0
votes

I have excel sheet with dates in column A, and I need to find latest date and filter last 7 days before that latest date. I only found vba codes online which takes todays date - 7 days but I cant use that because these dates are from last year.

Please and thank you!

EDIT:

Thanks for your suggestion. I tried to put it in my vba code but it filters 0 results.

Sub Filter()
    Dim maxDate As Date
    maxDate = WorksheetFunction.Max(ActiveSheet.Range("A:A"))
    ActiveSheet.Range("A:A").AutoFilter Field:=1, Criteria1:= _
        ">" & maxDate - 6
End Sub

Doesn't work since this VBA macro filers date by dd.mm.yyyy. (NOTE THE DOT at the end), 0 results in my case, it should filter by dd.mm.yyyy (without dot). I dont know how to filter without dot

EDIT2: This worked for me.

Sub Largest()
    Dim rng As Range
    Dim dblMax As Double
    Set rng = ActiveSheet.Range("A:A")
    dblMax = Application.WorksheetFunction.Max(rng)
    ActiveSheet.Range("A:A").AutoFilter Field:=1, Criteria1:= _
            ">" & dblMax - 7, Operator:=xlAnd
End Sub
1
FYI - You can take a date and "do math" on it, if you have 5/30/2018 in A1, in B1 you can type =A1-5 to get 5/25/2018.BruceWayne
Yes, dates can be tricky with Excel VBA AutoFilter. Some find it easier to just loop through the array to be filtered. Sometimes I have found that one can use the numeric value of the date, as you did when coercing the date to a DoubleRon Rosenfeld
Instead of "this worked for me" why not post your own Answer to this Question so this is a complete Q&A for others?user1531971

1 Answers

1
votes

To get the max value in a Range (and a column is a Range) in VBA, use worksheetFunction.Max, eg

Dim maxDate as Date
maxDate = worksheetFunction.Max(ActiveSheet.Range("A:A"))

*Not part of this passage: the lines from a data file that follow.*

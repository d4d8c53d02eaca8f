use crate::error::{CoreError, Result};
use serde::{Deserialize, Serialize};
use std::fs;
use std::path::Path;

/// Main configuration structure
#[derive(Debug, Clone, Serialize, Deserialize)]
pub struct Config {
    pub spotify: SpotifyConfig,
    #[serde(default)]
    pub sync: SyncConfig,
}

#[derive(Debug, Clone, Serialize, Deserialize)]
pub struct SpotifyConfig {
    /// Spotify OAuth client ID (PKCE flow, no secret needed)
    pub client_id: String,
    #[serde(default = "default_redirect_uri")]
    pub oauth_redirect_uri: String,
    #[serde(default = "default_poll_interval")]
    pub poll_interval_ms: u64,
}

fn default_redirect_uri() -> String {
    "http://127.0.0.1:5000/callback".into()
}

const fn default_poll_interval() -> u64 {
    200
}

#[derive(Debug, Clone, Serialize, Deserialize)]
pub struct SyncConfig {
    /// Local extrapolation ticker interval in milliseconds
    #[serde(default = "default_tick_interval")]
    pub tick_interval_ms: u64,
}

const fn default_tick_interval() -> u64 {
    50
}

impl Default for SyncConfig {
    fn default() -> Self {
        Self {
            tick_interval_ms: default_tick_interval(),
        }
    }
}

/// Config file template written on first run
pub const CONFIG_TEMPLATE: &str = r#"[spotify]
# Get a client ID from https://developer.spotify.com/dashboard
# The redirect URI below must be registered for the app.
client_id = ""
oauth_redirect_uri = "http://127.0.0.1:5000/callback"
poll_interval_ms = 200

[sync]
tick_interval_ms = 50
"#;

impl Config {
    /// Load the config from a file, writing a template and failing with
    /// [`CoreError::ConfigNotFound`] when the file does not exist yet.
    ///
    /// # Errors
    ///
    /// Returns an error if the file is missing, unreadable, fails to parse,
    /// or is missing required fields.
    pub fn load(path: &Path) -> Result<Self> {
        if !path.exists() {
            if let Some(parent) = path.parent() {
                fs::create_dir_all(parent)?;
            }
            fs::write(path, CONFIG_TEMPLATE)?;
            return Err(CoreError::ConfigNotFound {
                path: path.to_path_buf(),
            });
        }

        let content = fs::read_to_string(path)?;
        let config: Self = toml::from_str(&content)?;
        config.validate()?;
        Ok(config)
    }

    /// Validate that required fields are present.
    ///
    /// # Errors
    ///
    /// Returns an error if required fields are missing or empty.
    pub fn validate(&self) -> Result<()> {
        if self.spotify.client_id.is_empty() {
            return Err(CoreError::ConfigMissingField {
                field: "spotify.client_id".into(),
            });
        }
        Ok(())
    }
}

#[cfg(test)]
mod tests {
    use super::*;

    #[test]
    fn test_template_parses_but_fails_validation() {
        let config: Config = toml::from_str(CONFIG_TEMPLATE).unwrap();
        assert!(matches!(
            config.validate(),
            Err(CoreError::ConfigMissingField { .. })
        ));
    }

    #[test]
    fn test_defaults_applied() {
        let config: Config = toml::from_str("[spotify]\nclient_id = \"abc\"\n").unwrap();
        assert_eq!(config.spotify.oauth_redirect_uri, "http://127.0.0.1:5000/callback");
        assert_eq!(config.spotify.poll_interval_ms, 200);
        assert_eq!(config.sync.tick_interval_ms, 50);
        assert!(config.validate().is_ok());
    }

    #[test]
    fn test_load_writes_template_when_missing() {
        let dir = tempfile::tempdir().unwrap();
        let path = dir.path().join("config.toml");

        let result = Config::load(&path);
        assert!(matches!(result, Err(CoreError::ConfigNotFound { .. })));
        assert!(path.exists());
    }

    #[test]
    fn test_load_roundtrip() {
        let dir = tempfile::tempdir().unwrap();
        let path = dir.path().join("config.toml");
        fs::write(&path, "[spotify]\nclient_id = \"abc\"\npoll_interval_ms = 500\n").unwrap();

        let config = Config::load(&path).unwrap();
        assert_eq!(config.spotify.client_id, "abc");
        assert_eq!(config.spotify.poll_interval_ms, 500);
    }
}
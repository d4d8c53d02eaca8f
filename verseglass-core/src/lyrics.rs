//! Synced-lyrics transcript parsing and active-line selection.
//!
//! The transcript format is one line per lyric, each prefixed with a
//! `[mm:ss.ff]` or `[mm:ss.fff]` timestamp (2-digit minutes, 2-digit
//! seconds, 2-3 fractional digits). Anything that does not match the
//! grammar is skipped; lines whose text is empty after trimming are
//! discarded.

use std::time::Duration;

/// A single lyric line with its offset from track start.
#[derive(Debug, Clone, PartialEq, Eq)]
pub struct LyricLine {
    pub timestamp: Duration,
    pub text: String,
}

/// Parse a synced-lyrics blob into an ordered transcript.
///
/// Lines are stable-sorted by timestamp afterwards; sources are expected
/// ordered, but out-of-order results have been observed in the wild.
#[must_use]
pub fn parse_synced(input: &str) -> Vec<LyricLine> {
    let mut lines: Vec<LyricLine> = input.lines().filter_map(parse_line).collect();
    lines.sort_by_key(|l| l.timestamp);
    lines
}

/// Parse one `[mm:ss.fff]text` line. Returns `None` for non-matching or
/// empty-text lines.
fn parse_line(line: &str) -> Option<LyricLine> {
    let rest = line.strip_prefix('[')?;
    let (stamp, text) = rest.split_once(']')?;
    let timestamp = parse_timestamp(stamp)?;

    let text = text.trim();
    if text.is_empty() {
        return None;
    }

    Some(LyricLine {
        timestamp,
        text: text.to_string(),
    })
}

/// Parse `mm:ss.ff` / `mm:ss.fff` into a duration.
fn parse_timestamp(stamp: &str) -> Option<Duration> {
    let (minutes, seconds) = stamp.split_once(':')?;
    if minutes.len() != 2 || !minutes.bytes().all(|b| b.is_ascii_digit()) {
        return None;
    }

    let (whole, frac) = seconds.split_once('.')?;
    if whole.len() != 2 || !whole.bytes().all(|b| b.is_ascii_digit()) {
        return None;
    }
    if !(2..=3).contains(&frac.len()) || !frac.bytes().all(|b| b.is_ascii_digit()) {
        return None;
    }

    let minutes: u64 = minutes.parse().ok()?;
    let whole: u64 = whole.parse().ok()?;
    // Two fractional digits are hundredths, three are milliseconds
    let frac_ms: u64 = match frac.len() {
        2 => frac.parse::<u64>().ok()? * 10,
        _ => frac.parse().ok()?,
    };

    Some(Duration::from_millis(
        minutes * 60_000 + whole * 1000 + frac_ms,
    ))
}

/// Index of the active line for a playback position: the largest `i` with
/// `lines[i].timestamp <= position`, or `None` before the first line.
///
/// Requires `lines` sorted by timestamp, which [`parse_synced`] guarantees.
#[must_use]
pub fn active_line_index(lines: &[LyricLine], position: Duration) -> Option<usize> {
    lines
        .partition_point(|l| l.timestamp <= position)
        .checked_sub(1)
}

#[cfg(test)]
mod tests {
    use super::*;

    #[test]
    fn test_parse_single_line() {
        let lines = parse_synced("[00:12.340]Hello");
        assert_eq!(lines.len(), 1);
        assert_eq!(lines[0].timestamp, Duration::from_millis(12340));
        assert_eq!(lines[0].text, "Hello");
    }

    #[test]
    fn test_parse_hundredths() {
        let lines = parse_synced("[01:02.50]Mid line");
        assert_eq!(lines[0].timestamp, Duration::from_millis(62500));
    }

    #[test]
    fn test_empty_text_discarded() {
        let input = "[00:05.00]First\n[00:07.00]   \n[00:09.00]\n[00:10.00]Second";
        let lines = parse_synced(input);
        assert_eq!(lines.len(), 2);
        assert_eq!(lines[0].text, "First");
        assert_eq!(lines[1].text, "Second");
    }

    #[test]
    fn test_malformed_lines_skipped() {
        let input = "[0:05.00]bad minutes\n[00:5.00]bad seconds\n[00:05.1]short frac\n[00:05]no frac\nno stamp at all\n[00:05.0000]long frac\n[00:06.00]ok";
        let lines = parse_synced(input);
        assert_eq!(lines.len(), 1);
        assert_eq!(lines[0].text, "ok");
    }

    #[test]
    fn test_out_of_order_input_sorted() {
        let input = "[00:20.00]Later\n[00:10.00]Earlier";
        let lines = parse_synced(input);
        assert_eq!(lines[0].text, "Earlier");
        assert_eq!(lines[1].text, "Later");
    }

    #[test]
    fn test_sort_is_stable_for_equal_timestamps() {
        let input = "[00:10.00]First\n[00:10.00]Second";
        let lines = parse_synced(input);
        assert_eq!(lines[0].text, "First");
        assert_eq!(lines[1].text, "Second");
    }

    #[test]
    fn test_active_line_index() {
        let lines = parse_synced("[00:05.00]One\n[00:10.00]Two\n[00:15.00]Three");

        assert_eq!(active_line_index(&lines, Duration::from_secs(0)), None);
        assert_eq!(active_line_index(&lines, Duration::from_secs(5)), Some(0));
        assert_eq!(active_line_index(&lines, Duration::from_secs(7)), Some(0));
        assert_eq!(active_line_index(&lines, Duration::from_secs(12)), Some(1));
        assert_eq!(active_line_index(&lines, Duration::from_secs(60)), Some(2));
    }

    #[test]
    fn test_active_line_index_empty_transcript() {
        assert_eq!(active_line_index(&[], Duration::from_secs(10)), None);
    }

    #[test]
    fn test_active_line_index_monotonic() {
        let lines = parse_synced("[00:01.00]A\n[00:02.50]B\n[00:04.00]C\n[00:09.99]D");

        let mut last = None;
        for ms in (0..11_000).step_by(137) {
            let index = active_line_index(&lines, Duration::from_millis(ms));
            assert!(index >= last, "index went backwards at {ms}ms");
            last = index;
        }
        assert_eq!(last, Some(3));
    }

    #[test]
    fn test_parse_cjk_text() {
        let lines = parse_synced("[00:05.000]你好世界");
        assert_eq!(lines[0].text, "你好世界");
    }
}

Be careful to select a Range with consistent data, so don't mix up dates and numbers.

From there, you can simply subtract 7 from your date (or use DateAdd(d, -7, maxDate) and go ahead with the code you already found.

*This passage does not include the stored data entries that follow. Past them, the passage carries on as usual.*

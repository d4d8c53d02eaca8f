//! Playback polling loop: fetches snapshots on a fixed cadence and emits
//! playback events on the shared bus.

use crate::client::PlaybackApi;
use crate::error::ApiError;
use crate::token::TokenManager;
use std::sync::Arc;
use std::time::Duration;
use tokio::sync::Mutex;
use tokio_util::sync::CancellationToken;
use tracing::{debug, info, warn};
use verseglass_core::{EventBus, PlayerEvent};

/// Backoff after a rate-limit response without a Retry-After header
const RATE_LIMIT_BACKOFF: Duration = Duration::from_secs(5);

/// Backoff after a non-auth API error
const API_ERROR_BACKOFF: Duration = Duration::from_secs(1);

/// Backoff after a network failure
const NETWORK_ERROR_BACKOFF: Duration = Duration::from_secs(2);

/// One spawned polling run and the token that stops it.
struct ActiveRun {
    cancel: CancellationToken,
    task: tokio::task::JoinHandle<()>,
}

/// Polls the playback API and translates snapshots into [`PlayerEvent`]s.
///
/// Each run owns a cancellation token; stopping is cooperative (observed at
/// the top of the next iteration) and every run emits exactly one
/// `PollingStopped` on exit. A restart while the previous run is winding
/// down waits for it to drain first, so runs never overlap.
pub struct PlaybackPoller<A: PlaybackApi> {
    api: Arc<A>,
    tokens: Arc<TokenManager>,
    bus: EventBus,
    poll_interval: Duration,
    current: Mutex<Option<ActiveRun>>,
}

impl<A: PlaybackApi + 'static> PlaybackPoller<A> {
    #[must_use]
    pub fn new(
        api: Arc<A>,
        tokens: Arc<TokenManager>,
        bus: EventBus,
        poll_interval: Duration,
    ) -> Self {
        Self {
            api,
            tokens,
            bus,
            poll_interval,
            current: Mutex::new(None),
        }
    }

    /// Whether a polling run is currently live.
    pub async fn is_polling(&self) -> bool {
        self.current
            .lock()
            .await
            .as_ref()
            .is_some_and(|run| !run.task.is_finished())
    }

    /// Start a polling run. A no-op while one is already live; a run that
    /// was stopped but has not yet exited is drained first, so its
    /// `PollingStopped` lands before the new run begins.
    pub async fn start_polling(self: Arc<Self>) {
        let mut current = self.current.lock().await;
        if let Some(run) = current.take() {
            if !run.cancel.is_cancelled() && !run.task.is_finished() {
                debug!("Polling already running");
                *current = Some(run);
                return;
            }
            run.cancel.cancel();
            let _ = run.task.await;
        }

        info!("Starting playback polling");
        let cancel = CancellationToken::new();
        let run_cancel = cancel.clone();
        let poller = Arc::clone(&self);
        let task = tokio::spawn(async move {
            poller.run(run_cancel).await;
        });
        *current = Some(ActiveRun { cancel, task });
    }

    /// Request the current run to stop; it exits at the next iteration
    /// boundary. A no-op when nothing is running, and idempotent.
    pub async fn stop_polling(&self) {
        if let Some(run) = self.current.lock().await.as_ref() {
            run.cancel.cancel();
        }
    }

    async fn run(&self, cancel: CancellationToken) {
        // Run-local: the first snapshot of every run announces its track as
        // a change.
        let mut last_track_id: Option<String> = None;

        loop {
            if cancel.is_cancelled() {
                break;
            }
            if !self.tokens.has_credentials().await {
                info!("No credentials; stopping polling");
                break;
            }

            match self.api.currently_playing().await {
                Ok(Some(state)) => {
                    if let Some(track) = state.track.clone() {
                        if last_track_id.as_deref() != Some(track.id.as_str()) {
                            last_track_id = Some(track.id.clone());
                            info!("Track changed: {} - {}", track.artists_joined(), track.name);
                            self.bus.emit(PlayerEvent::TrackChanged(track));
                            self.announce_next_track().await;
                        }
                        self.bus.emit(PlayerEvent::PlaybackUpdated(state));
                    } else {
                        self.handle_inactive(&mut last_track_id);
                    }
                    tokio::time::sleep(self.poll_interval).await;
                }
                Ok(None) => {
                    self.handle_inactive(&mut last_track_id);
                    tokio::time::sleep(self.poll_interval).await;
                }
                Err(ApiError::Unauthorized) => {
                    if self.tokens.refresh().await.is_err() {
                        warn!("Token refresh failed; stopping polling");
                        break;
                    }
                    // Fresh token; retry immediately
                }
                Err(ApiError::RateLimited { retry_after }) => {
                    let backoff = retry_after.unwrap_or(RATE_LIMIT_BACKOFF);
                    warn!("Rate limited; backing off for {backoff:?}");
                    tokio::time::sleep(backoff).await;
                }
                Err(ApiError::Api { status }) => {
                    warn!("Playback API error (status {status})");
                    tokio::time::sleep(API_ERROR_BACKOFF).await;
                }
                Err(ApiError::Network(e)) => {
                    warn!("Network error while polling: {e}");
                    tokio::time::sleep(NETWORK_ERROR_BACKOFF).await;
                }
            }
        }

        info!("Playback polling stopped");
        self.bus.emit(PlayerEvent::PollingStopped);
    }

    /// Emit `PlaybackStopped` on the transition from active to inactive.
    fn handle_inactive(&self, last_track_id: &mut Option<String>) {
        if last_track_id.take().is_some() {
            info!("Playback stopped");
            self.bus.emit(PlayerEvent::PlaybackStopped);
        }
    }

    /// Look up the queue head for the newly started track. A failed lookup
    /// degrades to an unknown next track rather than an error.
    async fn announce_next_track(&self) {
        let next = match self.api.queue_head().await {
            Ok(next) => next,
            Err(e) => {
                debug!("Queue lookup failed: {e}");
                None
            }
        };
        self.bus.emit(PlayerEvent::NextTrackAvailable(next));
    }
}
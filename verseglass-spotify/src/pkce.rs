//! PKCE verifier/challenge generation (RFC 7636, S256 method).

use base64::engine::general_purpose::URL_SAFE_NO_PAD;
use base64::Engine;
use rand::RngCore;
use sha2::{Digest, Sha256};

/// A PKCE code verifier and its S256 challenge.
#[derive(Debug, Clone)]
pub struct PkcePair {
    pub verifier: String,
    pub challenge: String,
}

/// Generate a fresh verifier/challenge pair.
///
/// 32 random bytes encode to a 43-character verifier, the RFC minimum.
#[must_use]
pub fn generate_pkce() -> PkcePair {
    let mut bytes = [0u8; 32];
    rand::thread_rng().fill_bytes(&mut bytes);
    let verifier = URL_SAFE_NO_PAD.encode(bytes);
    let challenge = challenge_for(&verifier);
    PkcePair {
        verifier,
        challenge,
    }
}

fn challenge_for(verifier: &str) -> String {
    let digest = Sha256::digest(verifier.as_bytes());
    URL_SAFE_NO_PAD.encode(digest)
}

#[cfg(test)]
mod tests {
    use super::*;

    #[test]
    fn test_verifier_length_and_charset() {
        let pair = generate_pkce();
        assert_eq!(pair.verifier.len(), 43);
        assert!(pair
            .verifier
            .bytes()
            .all(|b| b.is_ascii_alphanumeric() || b == b'-' || b == b'_'));
    }

    #[test]
    fn test_challenge_matches_rfc_7636_vector() {
        // Appendix B of RFC 7636
        let challenge = challenge_for("dBjftJeZ4CVP-mB92K27uhbUJU1p1r_wW1gFWFOEjXk");
        assert_eq!(challenge, "E9Melhoa2OwvFrEMTJguCHaoeK1t8URWbuGJSstw-cM");
    }

    #[test]
    fn test_pairs_are_unique() {
        let a = generate_pkce();
        let b = generate_pkce();
        assert_ne!(a.verifier, b.verifier);
    }
}
//! End-to-end pipeline: player events flow through the engine and resolver
//! tasks to display events, with no network involved.

use async_trait::async_trait;
use std::sync::Arc;
use std::time::Duration;
use tokio::sync::broadcast;
use verseglass_core::{
    parse_synced, CoreError, DisplayEvent, EventBus, LyricLine, LyricsProvider, LyricsQuery,
    LyricsResolver, PlaybackState, PlayerEvent, SyncEngine, TrackInfo,
};

struct FixedProvider {
    lines: Vec<LyricLine>,
}

#[async_trait]
impl LyricsProvider for FixedProvider {
    fn name(&self) -> &'static str {
        "fixed"
    }

    async fn fetch(&self, _query: &LyricsQuery) -> Result<Vec<LyricLine>, CoreError> {
        Ok(self.lines.clone())
    }
}

struct FailingProvider;

#[async_trait]
impl LyricsProvider for FailingProvider {
    fn name(&self) -> &'static str {
        "failing"
    }

    async fn fetch(&self, _query: &LyricsQuery) -> Result<Vec<LyricLine>, CoreError> {
        Err(CoreError::LyricsProviderFailed {
            provider: "failing".to_string(),
            reason: "scripted failure".to_string(),
        })
    }
}

fn track(id: &str) -> TrackInfo {
    TrackInfo::new(
        id,
        "Song",
        vec!["Artist".to_string()],
        "Album",
        Duration::from_secs(180),
    )
}

async fn next_event(rx: &mut broadcast::Receiver<DisplayEvent>) -> DisplayEvent {
    tokio::time::timeout(Duration::from_secs(5), rx.recv())
        .await
        .expect("timed out waiting for display event")
        .expect("display channel closed")
}

/// Wait for the first event matching the filter, skipping others (the local
/// ticker interleaves progress heartbeats).
async fn wait_for<F: Fn(&DisplayEvent) -> bool>(
    rx: &mut broadcast::Receiver<DisplayEvent>,
    f: F,
) -> DisplayEvent {
    loop {
        let event = next_event(rx).await;
        if f(&event) {
            return event;
        }
    }
}

#[tokio::test]
async fn test_track_change_flows_to_lyrics_and_active_line() {
    let bus = EventBus::new();
    let engine = SyncEngine::new(Duration::from_millis(50), None);
    let engine_task = SyncEngine::start(Arc::clone(&engine), bus.subscribe());

    let provider = FixedProvider {
        lines: parse_synced("[00:05.00]One\n[00:10.00]Two"),
    };
    let resolver = Arc::new(LyricsResolver::new(
        Arc::clone(&engine),
        bus.clone(),
        vec![Box::new(FailingProvider), Box::new(provider)],
        Some(engine.cancel_token()),
    ));
    let resolver_task = resolver.start();

    let mut rx = engine.subscribe();

    bus.emit(PlayerEvent::TrackChanged(track("t1")));
    let started = wait_for(&mut rx, |e| matches!(e, DisplayEvent::TrackStarted(_))).await;
    assert!(matches!(started, DisplayEvent::TrackStarted(t) if t.id == "t1"));

    // The failing provider is skipped; the fixed one delivers two lines.
    let loaded = wait_for(&mut rx, |e| matches!(e, DisplayEvent::LyricsLoaded(_))).await;
    match loaded {
        DisplayEvent::LyricsLoaded(lines) => assert_eq!(lines.len(), 2),
        other => panic!("unexpected event: {other:?}"),
    }

    bus.emit(PlayerEvent::PlaybackUpdated(PlaybackState::new(
        Some(track("t1")),
        Some(Duration::from_secs(6)),
        true,
    )));
    let changed = wait_for(&mut rx, |e| {
        matches!(e, DisplayEvent::ActiveLineChanged { .. })
    })
    .await;
    assert!(matches!(
        changed,
        DisplayEvent::ActiveLineChanged { index: Some(0) }
    ));

    engine.cancel_token().cancel();
    let _ = tokio::join!(engine_task, resolver_task);
}

#[tokio::test]
async fn test_no_lyrics_found_still_loads_empty_transcript() {
    let bus = EventBus::new();
    let engine = SyncEngine::new(Duration::from_millis(50), None);
    let engine_task = SyncEngine::start(Arc::clone(&engine), bus.subscribe());

    let resolver = Arc::new(LyricsResolver::new(
        Arc::clone(&engine),
        bus.clone(),
        vec![Box::new(FixedProvider { lines: Vec::new() })],
        Some(engine.cancel_token()),
    ));
    let resolver_task = resolver.start();

    let mut rx = engine.subscribe();
    bus.emit(PlayerEvent::TrackChanged(track("t1")));

    let loaded = wait_for(&mut rx, |e| matches!(e, DisplayEvent::LyricsLoaded(_))).await;
    match loaded {
        DisplayEvent::LyricsLoaded(lines) => assert!(lines.is_empty()),
        other => panic!("unexpected event: {other:?}"),
    }

    engine.cancel_token().cancel();
    let _ = tokio::join!(engine_task, resolver_task);
}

Edit: To use the date as filter value, change the data type of maxDate to Double. You can check this by set your filter manually and enter the following statement in the immediate window (Ctrl+G):

? ActiveSheet.AutoFilter.Filters(1).Criteria1

This results in (value will be different for you) >43329. Background is that Excel/VBA stores dates as Double.